Il est parti pour Ahmed-Nagar, il est envolé : Our-Gaya ! Our-Gaya ! répéta le jongleur avec transport ; il ne saurait tenir dans un aussi petit espace (et cela paraissait physiquement impossible). Je vais donc attacher le panier et prendre congé de l’assemblée.

Le paquet fut bien ficelé ; il ne restait plus qu’à le mettre sur le dos du buffle destiné à porter les bagages de la troupe. — Un instant ! reprit subitement le jongleur ; si pourtant il était dans le panier ! Qui sait ? — Et là-dessus, tirant un long sabre, il traversa le panier presque par le milieu… Le sang coula en abondance… l’anxiété était à son comble… lorsque tout à coup le couvercle se lève de nouveau, et d’un bond le grand garçon saute hors de sa niche, frais et dispos, sans la moindre égratignure !

Ce tour est simple, très simple, dira-t-on, mais se débarrasser des cordes et du filet, se cacher dans un si petit espace, y rester un quart d’heure sans broncher et de telle façon que le sabre ne puisse rencontrer quelque membre à entamer, ce sont là des prodiges de dextérité, de souplesse et de patience que l’on ne peut concevoir, surtout quand on les a vus.

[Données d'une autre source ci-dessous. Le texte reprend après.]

use serde::{Deserialize, Serialize};

use super::chart::TimeWindow;
use super::query::SortKey;
use crate::errors::CoreError;

/// Session-level preferences. Travels inside the local snapshot.
#[derive(Debug, Clone, PartialEq, Serialize, Deserialize)]
pub struct Settings {
    /// Currency code used when formatting values (e.g., "USD", "EUR").
    pub currency: String,

    /// Window preselected on the dashboard chart.
    #[serde(default)]
    pub default_window: TimeWindow,

    /// Sort order preselected on the holdings list.
    #[serde(default)]
    pub default_sort: SortKey,

    /// How many holdings the "top holdings" panel shows.
    #[serde(default = "default_top_holdings_limit")]
    pub top_holdings_limit: usize,

    #[serde(default)]
    pub backend: BackendSettings,
}

fn default_top_holdings_limit() -> usize {
    5
}

impl Default for Settings {
    fn default() -> Self {
        Self {
            currency: "USD".to_string(),
            default_window: TimeWindow::default(),
            default_sort: SortKey::default(),
            top_holdings_limit: default_top_holdings_limit(),
            backend: BackendSettings::default(),
        }
    }
}

impl Settings {
    pub fn validate(&self) -> Result<(), CoreError> {
        let code = self.currency.trim();
        if code.len() != 3 || !code.chars().all(|c| c.is_ascii_alphabetic()) {
            return Err(CoreError::Validation(format!(
                "Invalid currency code '{}': must be exactly 3 ASCII letters (e.g., USD, EUR)",
                self.currency
            )));
        }
        if self.top_holdings_limit == 0 {
            return Err(CoreError::Validation(
                "Top holdings limit must be at least 1".into(),
            ));
        }
        if self.backend.base_url.trim().is_empty() {
            return Err(CoreError::Validation("Backend base URL must not be empty".into()));
        }
        Ok(())
    }
}

/// Where the asset service lives and which routes it exposes.
#[derive(Debug, Clone, PartialEq, Serialize, Deserialize)]
pub struct BackendSettings {
    pub base_url: String,
    pub assets_path: String,
    pub add_path: String,
    pub update_path: String,
    pub delete_path: String,
}

impl Default for BackendSettings {
    fn default() -> Self {
        Self {
            base_url: "https://investment-backend.vercel.app/api/user".to_string(),
            assets_path: "getassets".to_string(),
            add_path: "addasset".to_string(),
            update_path: "updateasset".to_string(),
            delete_path: "deleteasset".to_string(),
        }
    }
}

Après ce nec plus ultrà de la science, les jongleurs firent leurs paquets et se mirent en marche vers Nagapour, leur patrie. Je les vis se perdre dans la foule de bœufs chargés que des troupes de Mahrattes, tribus ambulantes traînant avec eux armes et bagages, femmes et enfans, conduisent dans l’intérieur.

La foule se dispersa peu à peu. Le soleil déclinait derrière les montagnes, le peuple se rendait à l’étang pour les ablutions, et le gros oiseau pêcheur, hôte de ces eaux tranquilles, était si sérieux à la pointe de la pagode, qu’on l’eût pris pour le dieu de ce temple idolâtre.

Pour moi, je remontai sur mon petit cheval, et, tout en trottant au milieu des nuages d’une poussière dorée par les derniers feux du jour, je ne pus m’empêcher de reconnaître que ces jongleurs errans battaient complètement non-seulement les harvis du Caire, mais encore les plus fameux escamoteurs de l’Europe, et que, si la magie n’est pas morte, c’est dans l’Inde qu’il faut la chercher


Théodore Pavie.


Pounah, chez les Mahrattes, 23 décembre 1839.